You are viewing a plain text version of this content. The canonical link for it is here.
Posted to commits@spark.apache.org by zs...@apache.org on 2019/01/22 17:35:12 UTC

[spark] branch branch-2.3 updated: [SPARK-26665][CORE] Fix a bug that BlockTransferService.fetchBlockSync may hang forever

This is an automated email from the ASF dual-hosted git repository.

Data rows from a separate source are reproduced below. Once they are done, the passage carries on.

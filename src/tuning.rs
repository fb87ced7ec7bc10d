//! Body-tuning parameters with nested, owner-tagged overrides.
//!
//! Slope limit, step height and minimum move distance are shared between core
//! movement and auxiliary systems (a slide lowers the step height, a grapple
//! raises the slope limit). Each parameter keeps its original value, a base
//! value driven by core movement, and a LIFO stack of overrides keyed by
//! [`OwnerId`]. The top of the stack is the effective value and its owner.

use bevy::log::debug;
use bevy::prelude::*;

use crate::arbiter::OwnerId;
use crate::config::MovementConfig;

/// A tunable body parameter.
#[derive(Debug, Clone, Copy, PartialEq, Eq, Hash, Reflect)]
pub enum TuningParameter {
    /// Maximum climbable slope (degrees).
    SlopeLimit,
    /// Maximum step the body-mover climbs automatically.
    StepHeight,
    /// Displacements shorter than this are dropped.
    MinMoveDistance,
}

impl TuningParameter {
    pub const ALL: [Self; 3] = [Self::SlopeLimit, Self::StepHeight, Self::MinMoveDistance];
}

#[derive(Debug, Clone, Copy, PartialEq)]
struct TuningOverride {
    owner: OwnerId,
    value: f32,
}

#[derive(Debug, Clone, PartialEq)]
struct ParameterStack {
    original: f32,
    base: f32,
    overrides: Vec<TuningOverride>,
}

impl ParameterStack {
    fn new(original: f32) -> Self {
        Self {
            original,
            base: original,
            overrides: Vec::new(),
        }
    }

    fn effective(&self) -> f32 {
        self.overrides.last().map_or(self.base, |o| o.value)
    }
}

/// Current body-tuning values of one character.
#[derive(Debug, Clone, PartialEq)]
pub struct BodyTuning {
    slope_limit: ParameterStack,
    step_height: ParameterStack,
    min_move_distance: ParameterStack,
}

impl Default for BodyTuning {
    fn default() -> Self {
        Self::from_config(&MovementConfig::default())
    }
}

impl BodyTuning {
    pub fn from_config(config: &MovementConfig) -> Self {
        Self {
            slope_limit: ParameterStack::new(config.slope.default_slope_limit),
            step_height: ParameterStack::new(config.body.step_height),
            min_move_distance: ParameterStack::new(config.body.min_move_distance),
        }
    }

    fn stack(&self, parameter: TuningParameter) -> &ParameterStack {
        match parameter {
            TuningParameter::SlopeLimit => &self.slope_limit,
            TuningParameter::StepHeight => &self.step_height,
            TuningParameter::MinMoveDistance => &self.min_move_distance,
        }
    }

    fn stack_mut(&mut self, parameter: TuningParameter) -> &mut ParameterStack {
        match parameter {
            TuningParameter::SlopeLimit => &mut self.slope_limit,
            TuningParameter::StepHeight => &mut self.step_height,
            TuningParameter::MinMoveDistance => &mut self.min_move_distance,
        }
    }

    /// Value the body-mover should use now.
    pub fn effective(&self, parameter: TuningParameter) -> f32 {
        self.stack(parameter).effective()
    }

    /// Value from the configuration, before any change.
    pub fn original(&self, parameter: TuningParameter) -> f32 {
        self.stack(parameter).original
    }

    /// Owner of the effective override, `None` when the base value applies.
    pub fn owner(&self, parameter: TuningParameter) -> Option<OwnerId> {
        self.stack(parameter).overrides.last().map(|o| o.owner)
    }

    /// Number of stacked overrides.
    pub fn depth(&self, parameter: TuningParameter) -> usize {
        self.stack(parameter).overrides.len()
    }

    /// Push an override; it stays effective until released or restored.
    pub fn request_override(&mut self, parameter: TuningParameter, value: f32, owner: OwnerId) {
        debug!("{parameter:?} override {value} by {owner:?}");
        self.stack_mut(parameter)
            .overrides
            .push(TuningOverride { owner, value });
    }

    /// Remove `owner`'s most recent override.
    ///
    /// Returns `false` if `owner` holds none.
    pub fn release_override(&mut self, parameter: TuningParameter, owner: OwnerId) -> bool {
        let stack = self.stack_mut(parameter);
        match stack.overrides.iter().rposition(|o| o.owner == owner) {
            Some(index) => {
                stack.overrides.remove(index);
                true
            }
            None => false,
        }
    }

    /// Drop every override and reset the base to the original value.
    pub fn restore_to_original(&mut self, parameter: TuningParameter) {
        let stack = self.stack_mut(parameter);
        if !stack.overrides.is_empty() {
            debug!("{parameter:?} restored to original, dropped {} override(s)", stack.overrides.len());
        }
        stack.overrides.clear();
        stack.base = stack.original;
    }

    /// [`restore_to_original`](Self::restore_to_original) for every parameter.
    pub fn restore_all(&mut self) {
        for parameter in TuningParameter::ALL {
            self.restore_to_original(parameter);
        }
    }

    /// Core movement's own value, used when no override is stacked.
    pub(crate) fn set_base(&mut self, parameter: TuningParameter, value: f32) {
        self.stack_mut(parameter).base = value;
    }

    /// Re-read original values from `config`, keeping overrides.
    pub(crate) fn sync_originals(&mut self, config: &MovementConfig) {
        self.slope_limit.original = config.slope.default_slope_limit;
        self.step_height.original = config.body.step_height;
        self.step_height.base = config.body.step_height;
        self.min_move_distance.original = config.body.min_move_distance;
        self.min_move_distance.base = config.body.min_move_distance;
    }
}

zsxwing pushed a commit to branch branch-2.3
in repository https://gitbox.apache.org/repos/asf/spark.git


The following commit(s) were added to refs/heads/branch-2.3 by this push:
     new b88067b  [SPARK-26665][CORE] Fix a bug that BlockTransferService.fetchBlockSync may hang forever
b88067b is described below

commit b88067bd0f7b9466a89ce6458cb7766a24283b13
Author: Shixiong Zhu <zs...@gmail.com>
AuthorDate: Tue Jan 22 09:00:52 2019 -0800

    [SPARK-26665][CORE] Fix a bug that BlockTransferService.fetchBlockSync may hang forever
    
    ## What changes were proposed in this pull request?
    
    `ByteBuffer.allocate` may throw `OutOfMemoryError` when the block is large but no enough memory is available. However, when this happens, right now BlockTransferService.fetchBlockSync will just hang forever as its `BlockFetchingListener. onBlockFetchSuccess` doesn't complete `Promise`.
    
    This PR catches `Throwable` and uses the error to complete `Promise`.
    
    ## How was this patch tested?
    
    Added a unit test. Since I cannot make `ByteBuffer.allocate` throw `OutOfMemoryError`, I passed a negative size to make `ByteBuffer.allocate` fail. Although the error type is different, it should trigger the same code path.
    
    Closes #23590 from zsxwing/SPARK-26665.
    
    Authored-by: Shixiong Zhu <zs...@gmail.com>
    Signed-off-by: Shixiong Zhu <zs...@gmail.com>
---
 .../spark/network/BlockTransferService.scala       |  12 ++-
 .../spark/network/BlockTransferServiceSuite.scala  | 104 +++++++++++++++++++++
 2 files changed, 112 insertions(+), 4 deletions(-)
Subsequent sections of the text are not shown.